By Scott Martelle
Los Angeles Times
The leadership of the National Border Patrol Council – the union representing rank-and-file Border Patrol guards – came out two months ago with an endorsement of Donald Trump’s presidential ambitions, marking the first time the union had endorsed a candidate during the primary cycle. In the process, those union leaders created a problem: The folks on the front line of border protections have aligned themselves with someone who believes the Mexicans crossing the border are “in many cases, criminals, drug dealers, rapists.”
And who has denigrated women and vowed (likely in violation of the Constitution) to ban Muslims from entering the country.
As Richard Marosi reported, that has exposed a rift within the union in an agency in which (per this 2012 report) more than a third of the employees are Latino, and one in five are women.

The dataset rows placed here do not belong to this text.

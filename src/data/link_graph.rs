//! Undirected neighbor graph over training triplets.

use std::collections::BTreeSet;
use std::path::Path;

use rustc_hash::FxHashMap;
use tracing::info;

use crate::data::triplet::{read_triplets, Triplet};
use crate::error::Result;

/// Neighbors kept per entity unless the caller asks otherwise.
pub const DEFAULT_MAX_NEIGHBORS: usize = 10;

/// Entity id -> sorted set of entities it shares a training triplet with.
#[derive(Debug, Clone, Default)]
pub struct LinkGraph {
    graph: FxHashMap<String, BTreeSet<String>>,
}

impl LinkGraph {
    /// Build from a training triplet file.
    pub fn load(train_path: impl AsRef<Path>) -> Result<Self> {
        let path = train_path.as_ref();
        let triplets = read_triplets(path)?;
        let graph = Self::from_triplets(&triplets);
        info!(
            entities = graph.len(),
            path = %path.display(),
            "Built link graph"
        );
        Ok(graph)
    }

    pub fn from_triplets(triplets: &[Triplet]) -> Self {
        let mut graph: FxHashMap<String, BTreeSet<String>> = FxHashMap::default();
        for t in triplets {
            graph
                .entry(t.head_id.clone())
                .or_default()
                .insert(t.tail_id.clone());
            graph
                .entry(t.tail_id.clone())
                .or_default()
                .insert(t.head_id.clone());
        }
        Self { graph }
    }

    /// Up to `max_to_keep` neighbor ids in sorted order.
    pub fn get_neighbor_ids(&self, entity_id: &str, max_to_keep: usize) -> Vec<String> {
        self.graph
            .get(entity_id)
            .map(|neighbors| neighbors.iter().take(max_to_keep).cloned().collect())
            .unwrap_or_default()
    }

    /// Number of entities with at least one neighbor.
    pub fn len(&self) -> usize {
        self.graph.len()
    }

    pub fn is_empty(&self) -> bool {
        self.graph.is_empty()
    }
}

#[cfg(test)]
mod tests {
    use super::*;

    #[test]
    fn test_neighbors_are_symmetric_and_sorted() {
        let graph = LinkGraph::from_triplets(&[
            Triplet::new("b", "r", "c"),
            Triplet::new("b", "r", "a"),
            Triplet::new("d", "r2", "b"),
        ]);

        assert_eq!(graph.get_neighbor_ids("b", 10), vec!["a", "c", "d"]);
        assert_eq!(graph.get_neighbor_ids("a", 10), vec!["b"]);
        assert_eq!(graph.get_neighbor_ids("b", 2), vec!["a", "c"]);
        assert!(graph.get_neighbor_ids("zz", 10).is_empty());
    }
}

The union faced some external backlash after making the endorsement, including calls for the AFL-CIO to kick it out of the labor federation. That’s silly. The union – any union – has a right to endorse a political candidate, though I wish they were a bit more democratic about it rather than having, as in the case of the Border Patrol union, the leadership make the call. And they are within their rights to align with any candidate they like – the AFL-CIO shouldn’t bounce a member union over its political positions, since the main point of the union is to represent its workers.
But the Border Patrol union did its members a disservice by backing a demagogue who demonizes some of the very people its members encounter as a core function of their jobs.